It is the substance of a motion and not its label that is determinative, for which reason a trial court is free to treat one type of motion as another despite its labeling. (Sole Energy Co. v. Petrominerals Corp. (2005) 128 Cal.App.4th 187, 193.) However, 49er would need to demonstrate extremely good cause for us to do the same. (Passavanti v. Williams (1990) 225 Cal.App.3d 1603, 1610; see Sole Energy, at pp. 192-193.)
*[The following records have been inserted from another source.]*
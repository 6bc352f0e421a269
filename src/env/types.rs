// envlayer: Layered environment variable access
//
// SPDX-FileCopyrightText: 2026 Romeo Ahmed
// SPDX-License-Identifier: GPL-3.0-or-later

//! Types for environment variable lookup.
//!
//! # Architecture
//!
//! ```text
//! KeyCase: Sensitive (unix) / Insensitive (windows, PATH == Path == path)
//! Layer: Override | Snapshot (which table answered a lookup)
//! Override: Value(String) | Hidden (tombstone)
//! Defaulted<T>: value + found + error, for the *_or accessors
//! ValueKind: Int | Float | List (names the expected type in errors)
//! ```

use std::borrow::Cow;

use serde::Serialize;

use crate::error::ParseError;

/// How variable names are compared.
#[derive(Debug, Clone, Copy, PartialEq, Eq, Hash)]
pub enum KeyCase {
    /// Names match byte for byte.
    Sensitive,
    /// Names match ignoring ASCII case.
    Insensitive,
}

impl Default for KeyCase {
    fn default() -> Self {
        Self::platform()
    }
}

impl KeyCase {
    /// The convention of the host OS: insensitive on Windows, sensitive elsewhere.
    #[must_use]
    pub const fn platform() -> Self {
        if cfg!(windows) {
            Self::Insensitive
        } else {
            Self::Sensitive
        }
    }

    /// Folds a name into its lookup key.
    #[must_use]
    pub fn fold<'a>(&self, name: &'a str) -> Cow<'a, str> {
        match self {
            Self::Insensitive if name.bytes().any(|b| b.is_ascii_uppercase()) => {
                Cow::Owned(name.to_ascii_lowercase())
            }
            _ => Cow::Borrowed(name),
        }
    }
}

/// The table that resolved a lookup.
#[derive(Debug, Clone, Copy, PartialEq, Eq, Hash, Serialize)]
#[serde(rename_all = "snake_case")]
pub enum Layer {
    /// Set through [`Environment::set`](super::container::Environment::set).
    Override,
    /// Captured from the real environment.
    Snapshot,
}

impl std::fmt::Display for Layer {
    fn fmt(&self, f: &mut std::fmt::Formatter<'_>) -> std::fmt::Result {
        match self {
            Self::Override => write!(f, "override"),
            Self::Snapshot => write!(f, "snapshot"),
        }
    }
}

/// Expected type of a variable, as named in error messages.
#[derive(Debug, Clone, Copy, PartialEq, Eq, Hash)]
pub enum ValueKind {
    Int,
    Float,
    List,
}

impl ValueKind {
    /// Type name with its indefinite article ("an integer").
    #[must_use]
    pub const fn with_article(&self) -> &'static str {
        match self {
            Self::Int => "an integer",
            Self::Float => "a float",
            Self::List => "a list",
        }
    }
}

impl std::fmt::Display for ValueKind {
    fn fmt(&self, f: &mut std::fmt::Formatter<'_>) -> std::fmt::Result {
        match self {
            Self::Int => write!(f, "integer"),
            Self::Float => write!(f, "float"),
            Self::List => write!(f, "list"),
        }
    }
}

/// An entry in the override table.
#[derive(Debug, Clone, PartialEq, Eq)]
pub(super) enum Override {
    /// Shadows the snapshot with a value.
    Value(String),
    /// Hides the variable even if the snapshot has it.
    Hidden,
}

/// An override entry together with the name it was set under.
#[derive(Debug, Clone, PartialEq, Eq)]
pub(super) struct OverrideEntry {
    pub(super) name: String,
    pub(super) state: Override,
}

/// Result of a typed lookup with a caller-supplied default.
///
/// `value` is always usable. A malformed variable still substitutes the
/// default, but `found` is true and `error` carries the parse failure.
#[derive(Debug, Clone, PartialEq)]
pub struct Defaulted<T> {
    pub value: T,
    pub found: bool,
    pub error: Option<ParseError>,
}

impl<T> Defaulted<T> {
    pub(super) const fn missing(default: T) -> Self {
        Self {
            value: default,
            found: false,
            error: None,
        }
    }

    pub(super) const fn parsed(value: T) -> Self {
        Self {
            value,
            found: true,
            error: None,
        }
    }

    pub(super) const fn malformed(default: T, error: ParseError) -> Self {
        Self {
            value: default,
            found: true,
            error: Some(error),
        }
    }

    /// Returns true if the variable was present but failed to parse.
    #[must_use]
    pub const fn is_malformed(&self) -> bool {
        self.error.is_some()
    }

    /// Drops the default on a parse failure.
    ///
    /// # Errors
    ///
    /// Returns the parse error if the variable was malformed.
    pub fn into_result(self) -> Result<T, ParseError> {
        match self.error {
            Some(e) => Err(e),
            None => Ok(self.value),
        }
    }
}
We do not find anything in the record that would support the conclusory characterization 49er makes of its motion as a “request for a mandatory injunction” rather than a motion objecting to the right to take. 49er does not provide any authority for seeking a mandatory injunction as a remedy in an eminent domain proceeding (and we will not research the issue independently). Moreover, there is not even a hint either in the motion papers or at the hearing of any of the criteria that would ordinarily guide the trial court’s decision on whether to issue an injunction, nor is there any indication Caltrans or the trial court treated the motion as such. 49er also does not provide any good cause for us to treat the motion any differently than the trial court. 49er has thus failed to satisfy its burden of establishing that its motion was in fact a request for injunctive relief that is appealable pursuant to section 904.1, subdivision (a)(6).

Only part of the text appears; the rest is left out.